*** Dataset content

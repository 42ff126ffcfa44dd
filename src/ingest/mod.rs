//! Batch ingestion pipeline
//!
//! Documents are independent: each one is validated, chunked at all three
//! tiers, and stored under its own transaction, so a batch runs them
//! concurrently up to a worker limit. One document's failure (or timeout)
//! marks that document `Failed` and never aborts its siblings.

use crate::chunk::{chunk_document, count_words};
use crate::config::Config;
use crate::error::{Error, Result};
use crate::models::{DocumentStatus, ParagraphRecord, RawDocument};
use crate::store::ChunkStore;
use futures::stream::{self, StreamExt};
use serde::Serialize;
use std::time::Duration;
use tracing::{info, warn};

/// Outcome of one document's ingestion
#[derive(Debug, Clone, Serialize)]
pub struct DocumentOutcome {
    pub document_id: Option<i64>,
    pub title: String,
    pub status: DocumentStatus,
    pub chunks_created: usize,
    pub error: Option<String>,
}

/// Aggregate result of a batch
#[derive(Debug, Clone, Default, Serialize)]
pub struct IngestReport {
    pub documents_indexed: usize,
    pub documents_failed: usize,
    pub chunks_created: usize,
    pub outcomes: Vec<DocumentOutcome>,
}

/// Batch ingestion driver
pub struct Ingestor<'a> {
    store: &'a ChunkStore,
    config: &'a Config,
    #[cfg(test)]
    store_delay: Option<Duration>,
}

impl<'a> Ingestor<'a> {
    pub fn new(store: &'a ChunkStore, config: &'a Config) -> Self {
        Self {
            store,
            config,
            #[cfg(test)]
            store_delay: None,
        }
    }

    /// Test hook: stall between chunking and storage
    #[cfg(test)]
    fn with_store_delay(mut self, delay: Duration) -> Self {
        self.store_delay = Some(delay);
        self
    }

    /// Ingest a batch of documents concurrently
    pub async fn ingest_batch(&self, documents: Vec<RawDocument>) -> Result<IngestReport> {
        let concurrency = self.config.ingest.concurrency.max(1);
        info!(
            documents = documents.len(),
            concurrency, "starting batch ingestion"
        );

        let outcomes: Vec<DocumentOutcome> = stream::iter(documents)
            .map(|doc| self.ingest_one(doc))
            .buffer_unordered(concurrency)
            .collect()
            .await;

        let mut report = IngestReport::default();
        for outcome in outcomes {
            match outcome.status {
                DocumentStatus::Indexed => {
                    report.documents_indexed += 1;
                    report.chunks_created += outcome.chunks_created;
                }
                _ => report.documents_failed += 1,
            }
            report.outcomes.push(outcome);
        }

        info!(
            indexed = report.documents_indexed,
            failed = report.documents_failed,
            chunks = report.chunks_created,
            "batch ingestion finished"
        );
        Ok(report)
    }

    /// Ingest a single document, reporting its outcome instead of failing
    /// the batch
    pub async fn ingest_one(&self, raw: RawDocument) -> DocumentOutcome {
        let title = raw.title.clone();
        match self.try_ingest(raw).await {
            Ok((document_id, chunks_created)) => DocumentOutcome {
                document_id: Some(document_id),
                title,
                status: DocumentStatus::Indexed,
                chunks_created,
                error: None,
            },
            Err((document_id, err)) => {
                warn!("Ingestion of '{}' failed: {}", title, err);
                if let Some(id) = document_id {
                    // Best-effort status update; the chunk set itself rolled
                    // back with the failed transaction.
                    if let Err(status_err) = self
                        .store
                        .set_document_status(id, DocumentStatus::Failed)
                        .await
                    {
                        warn!("Could not mark document {} failed: {}", id, status_err);
                    }
                }
                DocumentOutcome {
                    document_id,
                    title,
                    status: DocumentStatus::Failed,
                    chunks_created: 0,
                    error: Some(err.to_string()),
                }
            }
        }
    }

    async fn try_ingest(
        &self,
        raw: RawDocument,
    ) -> std::result::Result<(i64, usize), (Option<i64>, Error)> {
        validate_paragraphs(&raw.paragraphs).map_err(|e| (None, e))?;

        let word_count: usize = raw.paragraphs.iter().map(|p| count_words(&p.text)).sum();
        let doc = self
            .store
            .create_document(&raw.title, &raw.author, word_count as i64)
            .await
            .map_err(|e| (None, e))?;

        let work = self.chunk_and_store(doc.id, &raw.paragraphs);
        let timeout_secs = self.config.ingest.timeout_secs;
        let result = if timeout_secs > 0 {
            match tokio::time::timeout(Duration::from_secs(timeout_secs), work).await {
                Ok(result) => result,
                Err(_) => Err(Error::Other(format!(
                    "ingestion timed out after {}s",
                    timeout_secs
                ))),
            }
        } else {
            work.await
        };

        match result {
            Ok(chunks_created) => Ok((doc.id, chunks_created)),
            Err(e) => Err((Some(doc.id), e)),
        }
    }

    async fn chunk_and_store(&self, document_id: i64, paragraphs: &[ParagraphRecord]) -> Result<usize> {
        let drafts = chunk_document(paragraphs, &self.config.chunk);
        self.store
            .set_document_status(document_id, DocumentStatus::Chunked)
            .await?;
        #[cfg(test)]
        if let Some(delay) = self.store_delay {
            tokio::time::sleep(delay).await;
        }
        let created = self.store.put(document_id, &drafts).await?;
        self.store
            .set_document_status(document_id, DocumentStatus::Indexed)
            .await?;
        Ok(created)
    }
}

/// Reject paragraph records with no text
fn validate_paragraphs(paragraphs: &[ParagraphRecord]) -> Result<()> {
    if paragraphs.is_empty() {
        return Err(Error::MalformedInput(
            "document has no paragraphs".to_string(),
        ));
    }
    for (i, para) in paragraphs.iter().enumerate() {
        if para.text.trim().is_empty() {
            return Err(Error::MalformedInput(format!(
                "paragraph {} has no text",
                i
            )));
        }
    }
    Ok(())
}

#[cfg(test)]
mod tests {
    use super::*;
    use crate::models::ChunkTier;

    fn raw_doc(title: &str, paragraphs: usize) -> RawDocument {
        let paragraphs = (0..paragraphs)
            .map(|p| {
                let text: Vec<String> =
                    (0..100).map(|w| format!("{}p{}w{}", title, p, w)).collect();
                ParagraphRecord::new(Some(1 + (p / 10) as i64), None, text.join(" "))
            })
            .collect();
        RawDocument {
            title: title.to_string(),
            author: "Tester".to_string(),
            paragraphs,
        }
    }

    async fn test_store() -> (tempfile::TempDir, ChunkStore) {
        let dir = tempfile::tempdir().unwrap();
        let store = ChunkStore::open(&dir.path().join("test.db")).await.unwrap();
        (dir, store)
    }

    #[tokio::test]
    async fn test_single_document_reaches_indexed() {
        let (_dir, store) = test_store().await;
        let config = Config::default();
        let ingestor = Ingestor::new(&store, &config);

        let outcome = ingestor.ingest_one(raw_doc("alpha", 20)).await;
        assert_eq!(outcome.status, DocumentStatus::Indexed);
        assert!(outcome.chunks_created > 0);

        let id = outcome.document_id.unwrap();
        let doc = store.get_document(id).await.unwrap().unwrap();
        assert_eq!(doc.get_status().unwrap(), DocumentStatus::Indexed);
        assert_eq!(doc.word_count, 2000);

        // All three tiers got stored.
        for tier in ChunkTier::ALL {
            assert!(!store.get_chunks(id, Some(tier)).await.unwrap().is_empty());
        }
    }

    #[tokio::test]
    async fn test_malformed_document_does_not_abort_batch() {
        let (_dir, store) = test_store().await;
        let config = Config::default();
        let ingestor = Ingestor::new(&store, &config);

        let mut bad = raw_doc("beta", 5);
        bad.paragraphs[2].text = "   ".to_string();

        let report = ingestor
            .ingest_batch(vec![raw_doc("alpha", 20), bad, raw_doc("gamma", 20)])
            .await
            .unwrap();

        assert_eq!(report.documents_indexed, 2);
        assert_eq!(report.documents_failed, 1);

        let failed = report
            .outcomes
            .iter()
            .find(|o| o.title == "beta")
            .unwrap();
        assert_eq!(failed.status, DocumentStatus::Failed);
        assert!(failed.error.as_deref().unwrap().contains("paragraph 2"));
        // Malformed input is rejected before a document row exists.
        assert!(failed.document_id.is_none());
    }

    #[tokio::test]
    async fn test_empty_document_is_malformed() {
        let (_dir, store) = test_store().await;
        let config = Config::default();
        let ingestor = Ingestor::new(&store, &config);

        let outcome = ingestor
            .ingest_one(RawDocument {
                title: "empty".to_string(),
                author: "Tester".to_string(),
                paragraphs: Vec::new(),
            })
            .await;
        assert_eq!(outcome.status, DocumentStatus::Failed);
    }

    #[tokio::test]
    async fn test_timed_out_ingestion_leaves_no_chunks() {
        let (_dir, store) = test_store().await;
        let mut config = Config::default();
        config.ingest.timeout_secs = 1;

        // A sibling ingested beforehand must survive the timeout untouched.
        let stable = Ingestor::new(&store, &config)
            .ingest_one(raw_doc("stable", 20))
            .await;
        assert_eq!(stable.status, DocumentStatus::Indexed);
        let stable_id = stable.document_id.unwrap();
        let stable_chunks = store.get_chunks(stable_id, None).await.unwrap().len();

        let ingestor =
            Ingestor::new(&store, &config).with_store_delay(Duration::from_secs(30));
        let outcome = ingestor.ingest_one(raw_doc("alpha", 20)).await;

        assert_eq!(outcome.status, DocumentStatus::Failed);
        assert_eq!(outcome.chunks_created, 0);
        assert!(outcome.error.as_deref().unwrap().contains("timed out"));

        // Storage never ran for the cancelled document.
        let id = outcome.document_id.unwrap();
        let doc = store.get_document(id).await.unwrap().unwrap();
        assert_eq!(doc.get_status().unwrap(), DocumentStatus::Failed);
        assert!(store.get_chunks(id, None).await.unwrap().is_empty());
        assert!(store.search("alphap0w0", None, 10).await.unwrap().is_empty());

        assert_eq!(
            store.get_chunks(stable_id, None).await.unwrap().len(),
            stable_chunks
        );
    }

    #[tokio::test]
    async fn test_batch_is_searchable_after_ingest() {
        let (_dir, store) = test_store().await;
        let config = Config::default();
        let ingestor = Ingestor::new(&store, &config);

        let report = ingestor
            .ingest_batch(vec![raw_doc("alpha", 20), raw_doc("beta", 20)])
            .await
            .unwrap();
        assert_eq!(report.documents_indexed, 2);

        let results = store.search("alphap0w0", None, 10).await.unwrap();
        assert!(!results.is_empty());
        let stats = store.stats().await.unwrap();
        assert_eq!(stats.documents, 2);
    }

    #[tokio::test]
    async fn test_reingest_replaces_chunks() {
        let (_dir, store) = test_store().await;
        let config = Config::default();
        let ingestor = Ingestor::new(&store, &config);

        let outcome = ingestor.ingest_one(raw_doc("alpha", 20)).await;
        let id = outcome.document_id.unwrap();
        let before = store.get_chunks(id, None).await.unwrap().len();

        // Re-ingestion is a full replace through the same document row.
        let raw = raw_doc("alpha", 10);
        let drafts = chunk_document(&raw.paragraphs, &config.chunk);
        store.put(id, &drafts).await.unwrap();

        let after = store.get_chunks(id, None).await.unwrap().len();
        assert!(after < before);
    }
}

******

▶ **Your goal**
Return each line of the data above that includes the word "MalformedInput".

▶ **Response to this task**
        return Err(Error::MalformedInput(
            return Err(Error::MalformedInput(format!(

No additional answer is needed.